Coupling is defined as:

A structural condition in which two or more cognitive systems are connected such that changes in one system influence the control behavior of another.

Coupling requires:

• signal exchange
• feedback linkage
• mutual influence

3. Persistence of Coupling

Coupling is not momentary.

Once established:

• it persists across time
• it continues across states
• it influences future behavior

Coupling becomes part of:

• the system’s operating condition

4. Degrees of Coupling

Coupling is not binary.

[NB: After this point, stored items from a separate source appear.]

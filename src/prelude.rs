//! Convenience re-exports for library consumers.
//!
//! ```rust,no_run
//! use depclean::prelude::*;
//! ```

// Core
pub use crate::core::config::Config;
pub use crate::core::errors::{DcError, Result};
pub use crate::core::signals::CancellationToken;

// Logger
pub use crate::logger::activity::{ActivityEvent, ActivityLogger};

// Scanner
pub use crate::scanner::deletion::{
    AutoConfirm, Confirm, DeletionConfig, DeletionExecutor, DeletionReport,
};
pub use crate::scanner::report::ReportFormatter;
pub use crate::scanner::rules::{EcosystemRule, EcosystemRuleTable};
pub use crate::scanner::walker::{
    DependencyScanner, FoundDependency, ScanConfig, ScanOutcome, WalkPolicy,
};
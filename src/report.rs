//! Human-readable report output.
//!
//! Everything here writes to a caller-supplied [`Write`] so the binary can target stdout and
//! tests can capture into a `Vec<u8>`.

use crate::models::ValidationReport;
use anyhow::{Context, Result};
use std::io::Write;

/// Number of description characters shown next to each valid file.
pub const DESCRIPTION_PREVIEW_CHARS: usize = 60;

const SEPARATOR_WIDTH: usize = 70;

/// Print the per-file status lines, then the summary block.
pub fn write_full_report<W: Write>(out: &mut W, report: &ValidationReport) -> Result<()> {
    write_file_statuses(out, report)?;
    write_summary(out, report)?;
    out.flush().context("Failed to flush report output")
}

/// Print the "validating N files" banner and one status line per valid file.
///
/// Prints nothing when discovery failed.
pub fn write_file_statuses<W: Write>(out: &mut W, report: &ValidationReport) -> Result<()> {
    if report.files.is_empty() {
        return Ok(());
    }

    writeln!(out, "📋 Validating {} rule files...\n", report.files.len())?;

    for file in report.files.iter().filter(|f| f.is_valid) {
        let marker = if file.frontmatter.is_always_applied() {
            "✅"
        } else {
            "ℹ️ "
        };
        writeln!(out, "{} {}", marker, file.relative_path)?;

        let preview = file.frontmatter.description_preview(DESCRIPTION_PREVIEW_CHARS);
        if !preview.is_empty() {
            writeln!(out, "   Description: {}...", preview)?;
        }
    }

    Ok(())
}

/// Print statistics, errors, warnings and the closing verdict.
pub fn write_summary<W: Write>(out: &mut W, report: &ValidationReport) -> Result<()> {
    let separator = "=".repeat(SEPARATOR_WIDTH);
    let stats = &report.stats;

    writeln!(out, "\n{}", separator)?;
    writeln!(out, "📊 VALIDATION REPORT")?;
    writeln!(out, "{}", separator)?;

    writeln!(out, "\n📈 Statistics:")?;
    writeln!(out, "   Total files: {}", stats.total_files)?;
    writeln!(out, "   ✅ Valid files: {}", stats.valid_files)?;
    writeln!(out, "   ❌ Invalid files: {}", stats.invalid_files)?;

    if stats.files_without_description > 0 {
        writeln!(out, "   ⚠️  Without description: {}", stats.files_without_description)?;
    }
    if stats.files_without_always_apply > 0 {
        writeln!(out, "   ⚠️  Without alwaysApply: {}", stats.files_without_always_apply)?;
    }
    if stats.files_with_invalid_yaml > 0 {
        writeln!(out, "   ⚠️  Invalid YAML: {}", stats.files_with_invalid_yaml)?;
    }

    if !report.errors.is_empty() {
        writeln!(out, "\n❌ ERRORS ({}):", report.errors.len())?;
        for error in &report.errors {
            writeln!(out, "   {}", error)?;
        }
    }

    if !report.warnings.is_empty() {
        writeln!(out, "\n⚠️  WARNINGS ({}):", report.warnings.len())?;
        for warning in &report.warnings {
            writeln!(out, "   {}", warning)?;
        }
    }

    writeln!(out, "\n{}", closing_message(report))?;
    writeln!(out, "{}", separator)?;

    Ok(())
}

/// One of three verdicts: all clean, valid with warnings, or errors present.
pub fn closing_message(report: &ValidationReport) -> &'static str {
    match (report.errors.is_empty(), report.warnings.is_empty()) {
        (true, true) => "✅ All rules are correctly configured and readable!",
        (true, false) => "✅ All rules are valid (with some warnings)",
        (false, _) => "❌ Errors must be fixed",
    }
}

It exists on a spectrum:

• weak coupling → minimal influence
• moderate coupling → partial influence
• strong coupling → dominant influence

Strength depends on:

• frequency of interaction
• feedback intensity
• pathway accessibility

5. Structural Characteristics of Coupled Systems

Coupled systems exhibit:

• shared influence pathways
• interdependent feedback loops
• overlapping control domains

This creates:

• mutual dependency

6. Directionality of Coupling

Coupling can be:

• Unidirectional One system influences another without reciprocal effect

• Bidirectional Both systems influence each other

Bidirectional coupling:

• creates feedback loops
• increases complexity

7. Coupling Without Synchronization

Coupled systems do not need to:

• align
• synchronize
• agree

They may:

• influence each other
• while remaining misaligned

Coupling exists even under:

• conflict
• divergence

8. Formation of Coupling

Coupling forms through:

• repeated interaction
• shared environment
• feedback exchange
• signal dependency

Over time:

• interaction stabilizes into structure

9. Stability of Coupling

Coupling can be:

• stable → consistent influence patterns
• unstable → fluctuating influence

Stability depends on:

• feedback consistency
• persistence of interaction

10. Coupling Without Awareness

Systems:

• do not need to recognize coupling
• do not detect influence explicitly

Coupling operates:

• at the control layer
• without signaling

11. Substrate Independence

Coupling appears in:

• human cognitive systems
• machine learning networks
• autonomous agents
• organizational systems

The invariant lies in:

• interconnected control dynamics

12. Modeling Implications

Models that treat systems as independent will:

• fail to capture cross-system effects
• misinterpret behavior
• overlook feedback loops

Accurate models must include:

• coupling structures
• interaction pathways
• influence propagation

13. Structural Consequence

Once systems are coupled:

• their behaviors are no longer independent
• control dynamics become interlinked
• change in one affects the other

Coupling transforms:

• isolated systems → interconnected systems

14. Closing Statement

Coupling is not an occasional interaction.

It is a structural condition where systems become linked through influence, feedback, and shared control dynamics.

Once established, systems do not merely interact. They operate as part of a connected configuration.